A: Well, when you're doing the not-black things, there's a lot more possible observations. You could get the same effect as measuring millions of not-black things by measuring just one raven.
Scott: Yeah, I think that's a large part of it. Anyone else?
A: You wouldn't be getting a good random sample of non-black things by just sitting in your office.
Scott: I wouldn't be getting a random sample of all ravens either. I'd be getting some of those ravens that live in Waterloo.

Something completely tangential that I'm reminded of: there's this game where you're given four cards, each of which you're promised has a letter on one side and a number on the other. If what you can see of the cards is shown in the figure below, which cards do you need to flip over to test the rule that all cards with a K on one side have a 3 on the other?

Apparently, if you give this puzzle to people, the vast majority get it wrong.
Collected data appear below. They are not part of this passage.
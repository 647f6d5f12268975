//! Cache backend implementations.
//!
//! This module provides concrete implementations of the `Cache` trait
//! defined in `roster_core::cache`. The implementations are selected
//! at compile time via feature flags.
//!
//! # Feature Flags
//!
//! - `memory` (default): In-memory LRU cache
//! - `redis`: Redis cache using the redis crate
//!
//! These features are mutually exclusive - only one cache backend can be
//! enabled at a time.

#[cfg(all(feature = "memory", feature = "redis"))]
compile_error!(
    "Features 'memory' and 'redis' are mutually exclusive. \
    Enable only one cache backend at a time."
);

#[cfg(not(any(feature = "memory", feature = "redis")))]
compile_error!(
    "No cache backend selected. Enable 'memory' or 'redis' feature. \
    Example: cargo build -p roster --features memory"
);

#[cfg(feature = "memory")]
pub mod memory;

#[cfg(feature = "redis")]
pub mod redis_impl;

#[cfg(feature = "memory")]
pub use memory::MemoryCache;

#[cfg(feature = "redis")]
pub use redis_impl::RedisCache;
//! Best-effort access to the cache backend.
//!
//! Cache failures never fail a request: every error is logged and the
//! caller falls back to storage.

use std::sync::Arc;
use std::time::Duration;

use serde::de::DeserializeOwned;
use serde::Serialize;

use roster_core::cache::{deserialize, region_pattern, serialize, Cache};

/// Cache handle shared by the services.
#[derive(Clone)]
pub struct CacheLayer {
    cache: Arc<dyn Cache>,
    ttl: Duration,
}

impl CacheLayer {
    pub fn new(cache: Arc<dyn Cache>, ttl: Duration) -> Self {
        Self { cache, ttl }
    }

    /// Reads and decodes a cached value. Undecodable entries count as a miss.
    pub async fn get<T: DeserializeOwned>(&self, key: &str) -> Option<T> {
        match self.cache.get(key).await {
            Ok(Some(bytes)) => match deserialize(&bytes) {
                Ok(value) => {
                    tracing::trace!(key, "Cache hit");
                    Some(value)
                }
                Err(err) => {
                    tracing::warn!(key, error = %err, "Cache deserialization failed");
                    None
                }
            },
            Ok(None) => {
                tracing::trace!(key, "Cache miss");
                None
            }
            Err(err) => {
                tracing::warn!(key, error = %err, "Cache read failed");
                None
            }
        }
    }

    pub async fn put<T: Serialize + Sync + ?Sized>(&self, key: &str, value: &T) {
        let bytes = match serialize(value) {
            Ok(bytes) => bytes,
            Err(err) => {
                tracing::warn!(key, error = %err, "Cache serialization failed");
                return;
            }
        };

        if let Err(err) = self.cache.set(key, &bytes, Some(self.ttl)).await {
            tracing::warn!(key, error = %err, "Failed to populate cache");
        }
    }

    pub async fn evict(&self, key: &str) {
        if let Err(err) = self.cache.delete(key).await {
            tracing::warn!(key, error = %err, "Failed to evict cache key");
        }
    }

    pub async fn evict_pattern(&self, pattern: &str) {
        if let Err(err) = self.cache.delete_pattern(pattern).await {
            tracing::warn!(pattern, error = %err, "Failed to evict cache pattern");
        }
    }

    /// Evicts every key of a cache region.
    pub async fn evict_region(&self, region: &str) {
        self.evict_pattern(&region_pattern(region)).await;
    }
}

#[cfg(all(test, feature = "memory"))]
mod tests {
    use super::*;

    use async_trait::async_trait;
    use roster_core::cache::{CacheError, Result as CacheResult};

    use crate::cache::MemoryCache;

    /// Cache whose every operation fails.
    struct BrokenCache;

    #[async_trait]
    impl Cache for BrokenCache {
        async fn get(&self, _key: &str) -> CacheResult<Option<Vec<u8>>> {
            Err(CacheError::ConnectionFailed("down".to_string()))
        }

        async fn set(&self, _key: &str, _value: &[u8], _ttl: Option<Duration>) -> CacheResult<()> {
            Err(CacheError::ConnectionFailed("down".to_string()))
        }

        async fn delete(&self, _key: &str) -> CacheResult<()> {
            Err(CacheError::ConnectionFailed("down".to_string()))
        }

        async fn delete_pattern(&self, _pattern: &str) -> CacheResult<()> {
            Err(CacheError::ConnectionFailed("down".to_string()))
        }
    }

    fn layer() -> CacheLayer {
        CacheLayer::new(
            Arc::new(MemoryCache::new(100).unwrap()),
            Duration::from_secs(60),
        )
    }

    #[tokio::test]
    async fn test_put_then_get() {
        let cache = layer();

        cache.put("subjects:1", &vec![1, 2, 3]).await;

        assert_eq!(cache.get::<Vec<i32>>("subjects:1").await, Some(vec![1, 2, 3]));
    }

    #[tokio::test]
    async fn test_type_mismatch_is_a_miss() {
        let cache = layer();

        cache.put("subjects:1", "Math").await;

        assert_eq!(cache.get::<Vec<i32>>("subjects:1").await, None);
    }

    #[tokio::test]
    async fn test_evict_region() {
        let cache = layer();
        cache.put("marks:value-5", &true).await;
        cache.put("groups:1", &true).await;

        cache.evict_region("marks").await;

        assert_eq!(cache.get::<bool>("marks:value-5").await, None);
        assert_eq!(cache.get::<bool>("groups:1").await, Some(true));
    }

    #[tokio::test]
    async fn test_broken_backend_is_swallowed() {
        let cache = CacheLayer::new(Arc::new(BrokenCache), Duration::from_secs(60));

        cache.put("students:1", &1).await;
        cache.evict("students:1").await;
        cache.evict_region("students").await;

        assert_eq!(cache.get::<i32>("students:1").await, None);
    }
}
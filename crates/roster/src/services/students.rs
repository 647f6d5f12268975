//! Student service.

use std::sync::Arc;

use roster_core::cache::{
    student_key, student_list_key, student_list_pattern, students_by_group_key, MARKS,
    STUDENT_SUBJECTS,
};
use roster_core::roster::{
    find_missing_ids, NewStudent, ServiceError, Student, StudentQuery, StudentUpdate, Validate,
};
use roster_core::storage::{GroupRepository, StudentRepository, SubjectRepository};

use super::{timed, CacheLayer, Result};

pub struct StudentService {
    students: Arc<dyn StudentRepository>,
    groups: Arc<dyn GroupRepository>,
    subjects: Arc<dyn SubjectRepository>,
    cache: CacheLayer,
}

impl StudentService {
    pub fn new(
        students: Arc<dyn StudentRepository>,
        groups: Arc<dyn GroupRepository>,
        subjects: Arc<dyn SubjectRepository>,
        cache: CacheLayer,
    ) -> Self {
        Self {
            students,
            groups,
            subjects,
            cache,
        }
    }

    /// Resolves a student straight from storage.
    async fn fetch(&self, id: i64) -> Result<Student> {
        self.students
            .get_student(id)
            .await?
            .ok_or_else(|| ServiceError::not_found_id("Student", id))
    }

    /// Lists students, optionally filtered by age and ordered by name.
    ///
    /// An `id` short-circuits to that single student, or `NotFound`.
    pub async fn list(&self, query: &StudentQuery) -> Result<Vec<Student>> {
        timed("read_students", async {
            tracing::info!(age = ?query.age, sort = ?query.sort, id = ?query.id, "Fetching students");

            let key = student_list_key(query.age, query.sort, query.id);
            if let Some(students) = self.cache.get::<Vec<Student>>(&key).await {
                return Ok(students);
            }

            let students = match query.id {
                Some(id) => vec![self.fetch(id).await?],
                None => self.students.list_students(query.age, query.sort).await?,
            };

            if !students.is_empty() {
                self.cache.put(&key, &students).await;
            }
            Ok(students)
        })
        .await
    }

    pub async fn get(&self, id: i64) -> Result<Student> {
        timed("find_student", async {
            let key = student_key(id);
            if let Some(student) = self.cache.get::<Student>(&key).await {
                return Ok(student);
            }

            let student = self.fetch(id).await?;
            self.cache.put(&key, &student).await;
            Ok(student)
        })
        .await
    }

    pub async fn by_group(&self, group_id: i64) -> Result<Vec<Student>> {
        timed("students_by_group", async {
            tracing::info!(group_id, "Fetching students by group");

            let key = students_by_group_key(group_id);
            if let Some(students) = self.cache.get::<Vec<Student>>(&key).await {
                return Ok(students);
            }

            let students = self.students.get_students_by_group(group_id).await?;
            if !students.is_empty() {
                self.cache.put(&key, &students).await;
            }
            Ok(students)
        })
        .await
    }

    /// Creates a student together with its enrollments and marks.
    pub async fn create(&self, input: &NewStudent) -> Result<Student> {
        timed("add_student", async {
            tracing::info!(name = %input.name, "Saving student");
            input.validate()?;

            if let Some(group_id) = input.group_id {
                if self.groups.get_group(group_id).await?.is_none() {
                    return Err(ServiceError::not_found_id("Group", group_id));
                }
            }

            if !input.subject_ids.is_empty() {
                let found: Vec<i64> = self
                    .subjects
                    .get_subjects_by_ids(&input.subject_ids)
                    .await?
                    .iter()
                    .map(|s| s.id)
                    .collect();
                let missing = find_missing_ids(&input.subject_ids, &found);
                if !missing.is_empty() {
                    return Err(ServiceError::not_found_ids("Subject", &missing));
                }
            }

            // 1. Persist student, enrollments and marks
            let student = self.students.create_student(input).await?;

            // 2. Canonical key
            self.cache.put(&student_key(student.id), &student).await;

            // 3. Listings and every view that could now include the student
            self.cache.evict_pattern(&student_list_pattern()).await;
            if let Some(group_id) = student.group_id {
                self.cache.evict(&students_by_group_key(group_id)).await;
            }
            self.cache.evict_region(STUDENT_SUBJECTS).await;
            self.cache.evict_region(MARKS).await;

            tracing::debug!(student_id = student.id, "Student created");
            Ok(student)
        })
        .await
    }

    /// Applies a partial update and returns the stored result.
    pub async fn update(&self, id: i64, update: &StudentUpdate) -> Result<Student> {
        timed("update_student", async {
            tracing::info!(student_id = id, "Updating student");
            update.validate()?;

            let mut student = self.fetch(id).await?;
            if let Some(name) = &update.name {
                student.name = name.clone();
            }
            if let Some(age) = update.age {
                student.age = age;
            }

            self.students.update_student(&student).await?;

            self.cache.evict(&student_key(id)).await;
            self.cache.evict_pattern(&student_list_pattern()).await;
            if let Some(group_id) = student.group_id {
                self.cache.evict(&students_by_group_key(group_id)).await;
            }
            self.cache.evict_region(STUDENT_SUBJECTS).await;

            tracing::debug!(student_id = id, "Student updated");
            Ok(student)
        })
        .await
    }

    /// Deletes a student after detaching its enrollments and marks.
    pub async fn delete(&self, id: i64) -> Result<()> {
        timed("delete_student", async {
            tracing::info!(student_id = id, "Deleting student");
            let student = self.fetch(id).await?;

            self.students.delete_student(id).await?;

            self.cache.evict(&student_key(id)).await;
            self.cache.evict_pattern(&student_list_pattern()).await;
            if let Some(group_id) = student.group_id {
                self.cache.evict(&students_by_group_key(group_id)).await;
            }
            self.cache.evict_region(MARKS).await;
            self.cache.evict_region(STUDENT_SUBJECTS).await;

            tracing::debug!(student_id = id, "Student deleted");
            Ok(())
        })
        .await
    }
}
//! Glob matching for cache keys.
//!
//! Patterns support `*` as a wildcard that matches any run of characters,
//! including an empty one. There is no escaping.

/// Checks if a cache key matches a glob pattern.
///
/// # Examples
///
/// ```
/// use roster_core::cache::pattern_matches;
///
/// assert!(pattern_matches("marks:*", "marks:avg-student-3"));
/// assert!(pattern_matches("groups:list:*-asc", "groups:list:null-asc"));
/// assert!(!pattern_matches("groups:list:*", "groups:7"));
/// ```
pub fn pattern_matches(pattern: &str, key: &str) -> bool {
    let Some((head, tail)) = pattern.split_once('*') else {
        return pattern == key;
    };

    let Some(mut rest) = key.strip_prefix(head) else {
        return false;
    };

    let mut pieces: Vec<&str> = tail.split('*').collect();
    let last = pieces.pop().unwrap_or_default();

    for piece in pieces.into_iter().filter(|p| !p.is_empty()) {
        match rest.find(piece) {
            Some(pos) => rest = &rest[pos + piece.len()..],
            None => return false,
        }
    }

    rest.ends_with(last)
}

/// Returns the region of a key, or of a pattern whose region is literal.
///
/// Patterns like `"*:1"` have no literal region and return `None`, which
/// tells backends to fall back to scanning every region.
///
/// ```
/// use roster_core::cache::region_of;
///
/// assert_eq!(region_of("students:list:*"), Some("students"));
/// assert_eq!(region_of("*:list:*"), None);
/// ```
pub fn region_of(key: &str) -> Option<&str> {
    let (region, _) = key.split_once(':')?;
    if region.is_empty() || region.contains('*') {
        return None;
    }
    Some(region)
}

#[cfg(test)]
mod tests {
    use super::*;

    #[test]
    fn test_exact_match() {
        assert!(pattern_matches("students:1", "students:1"));
        assert!(!pattern_matches("students:1", "students:10"));
    }

    #[test]
    fn test_trailing_wildcard() {
        assert!(pattern_matches("marks:*", "marks:marks-all-all"));
        assert!(pattern_matches("marks:*", "marks:"));
        assert!(!pattern_matches("marks:*", "students:1"));
    }

    #[test]
    fn test_leading_wildcard() {
        assert!(pattern_matches("*-asc", "groups:list:null-asc"));
        assert!(!pattern_matches("*-asc", "groups:list:null-desc"));
    }

    #[test]
    fn test_inner_wildcards() {
        assert!(pattern_matches("students:*-*-5", "students:list:null-null-5"));
        assert!(pattern_matches("a*b*c", "abc"));
        assert!(!pattern_matches("a*b*c", "acb"));
    }

    #[test]
    fn test_last_piece_cannot_reuse_consumed_text() {
        assert!(!pattern_matches("ab*b", "ab"));
        assert!(pattern_matches("ab*b", "abb"));
    }

    #[test]
    fn test_wildcard_only() {
        assert!(pattern_matches("*", ""));
        assert!(pattern_matches("*", "subjects:exists-Math"));
        assert!(pattern_matches("**", "anything"));
    }

    #[test]
    fn test_empty_pattern() {
        assert!(pattern_matches("", ""));
        assert!(!pattern_matches("", "students:1"));
        assert!(!pattern_matches("students:*", ""));
    }

    #[test]
    fn test_region_of() {
        assert_eq!(region_of("student_subjects:subjects-1"), Some("student_subjects"));
        assert_eq!(region_of("marks:*"), Some("marks"));
        assert_eq!(region_of("mar*:1"), None);
        assert_eq!(region_of("no-region"), None);
        assert_eq!(region_of(":1"), None);
    }
}
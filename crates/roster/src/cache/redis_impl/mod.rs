//! Redis cache backend for multi-instance deployments.

mod cache;
mod error;

pub use cache::RedisCache;
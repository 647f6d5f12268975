//! Student-subject enrollment operations.

use roster_core::roster::{Student, StudentWithSubjects, Subject, SubjectWithStudents};
use serde::Serialize;

use super::RosterClient;
use crate::error::Result;

#[derive(Debug, Serialize)]
#[serde(rename_all = "camelCase")]
struct EnrollmentParams {
    student_id: i64,
    subject_id: i64,
}

impl RosterClient {
    /// Enroll a student in a subject.
    pub async fn enroll(&self, student_id: i64, subject_id: i64) -> Result<()> {
        let response = self
            .client
            .post(self.url("/student-subjects"))
            .query(&EnrollmentParams {
                student_id,
                subject_id,
            })
            .send()
            .await?;
        self.handle_empty_response(response).await
    }

    /// Remove a student from a subject.
    pub async fn unenroll(&self, student_id: i64, subject_id: i64) -> Result<()> {
        let response = self
            .client
            .delete(self.url("/student-subjects"))
            .query(&EnrollmentParams {
                student_id,
                subject_id,
            })
            .send()
            .await?;
        self.handle_empty_response(response).await
    }

    /// Subjects a student is enrolled in. The server answers 404 when there are none.
    pub async fn subjects_for_student(&self, student_id: i64) -> Result<Vec<Subject>> {
        let response = self
            .client
            .get(self.url(&format!("/student-subjects/{}/subjects", student_id)))
            .send()
            .await?;
        self.handle_response(response).await
    }

    /// Students enrolled in a subject. The server answers 404 when there are none.
    pub async fn students_for_subject(&self, subject_id: i64) -> Result<Vec<Student>> {
        let response = self
            .client
            .get(self.url(&format!("/student-subjects/{}/students", subject_id)))
            .send()
            .await?;
        self.handle_response(response).await
    }

    pub async fn student_with_subjects(&self, student_id: i64) -> Result<StudentWithSubjects> {
        let response = self
            .client
            .get(self.url(&format!(
                "/student-subjects/student/{}/with-subjects",
                student_id
            )))
            .send()
            .await?;
        self.handle_response(response).await
    }

    pub async fn subject_with_students(&self, subject_id: i64) -> Result<SubjectWithStudents> {
        let response = self
            .client
            .get(self.url(&format!(
                "/student-subjects/subject/{}/with-students",
                subject_id
            )))
            .send()
            .await?;
        self.handle_response(response).await
    }
}
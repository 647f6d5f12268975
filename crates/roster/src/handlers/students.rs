use axum::{extract::State, http::StatusCode, response::IntoResponse, Json};

use roster_core::roster::{NewStudent, Student, StudentQuery, StudentUpdate};

use crate::{
    handlers::{
        extract::{Id, ValidJson, ValidQuery},
        AppError,
    },
    state::AppState,
};

/// List students (GET /students?age&sort&id).
pub async fn list_students(
    State(state): State<AppState>,
    ValidQuery(query): ValidQuery<StudentQuery>,
) -> Result<Json<Vec<Student>>, AppError> {
    Ok(Json(state.students.list(&query).await?))
}

/// Get a student by ID (GET /students/{id}).
pub async fn get_student(
    State(state): State<AppState>,
    Id(id): Id,
) -> Result<Json<Student>, AppError> {
    Ok(Json(state.students.get(id).await?))
}

/// List the members of a group (GET /students/group/{groupId}).
pub async fn list_students_by_group(
    State(state): State<AppState>,
    Id(group_id): Id,
) -> Result<Json<Vec<Student>>, AppError> {
    Ok(Json(state.students.by_group(group_id).await?))
}

/// Create a student (POST /students).
pub async fn create_student(
    State(state): State<AppState>,
    ValidJson(payload): ValidJson<NewStudent>,
) -> Result<impl IntoResponse, AppError> {
    let student = state.students.create(&payload).await?;

    tracing::info!(student_id = student.id, name = %student.name, "Created new student");

    Ok((StatusCode::CREATED, Json(student)))
}

/// Update a student's name and/or age (PUT /students/{id}).
pub async fn update_student(
    State(state): State<AppState>,
    Id(id): Id,
    ValidJson(payload): ValidJson<StudentUpdate>,
) -> Result<Json<Student>, AppError> {
    Ok(Json(state.students.update(id, &payload).await?))
}

/// Delete a student (DELETE /students/{id}).
pub async fn delete_student(
    State(state): State<AppState>,
    Id(id): Id,
) -> Result<StatusCode, AppError> {
    state.students.delete(id).await?;

    tracing::info!(student_id = id, "Deleted student");

    Ok(StatusCode::OK)
}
In order to test that K ⇒ 3, you need to flip the K and the 1. On the other hand, you can give people a completely equivalent problem, where they're a bouncer at a bar and need to know if anyone under 21 (or 19 in Canada) is drinking, and where they're told that there's someone who is drinking, someone who isn't drinking, someone who's over 21 and someone who's under 21. In this scenario, funny enough, most people get it right. You ask the person who's drinking, and the underage customer. This is a completely equivalent problem to the cards, but if you give it to the people in the abstract way, many say (for example) that you have to turn over the 3 and the Q, which is wrong. So, people seem to have this built-in ability to reason logically about social situations, but they have to be painstakingly taught to apply that same ability to abstract mathematical problems.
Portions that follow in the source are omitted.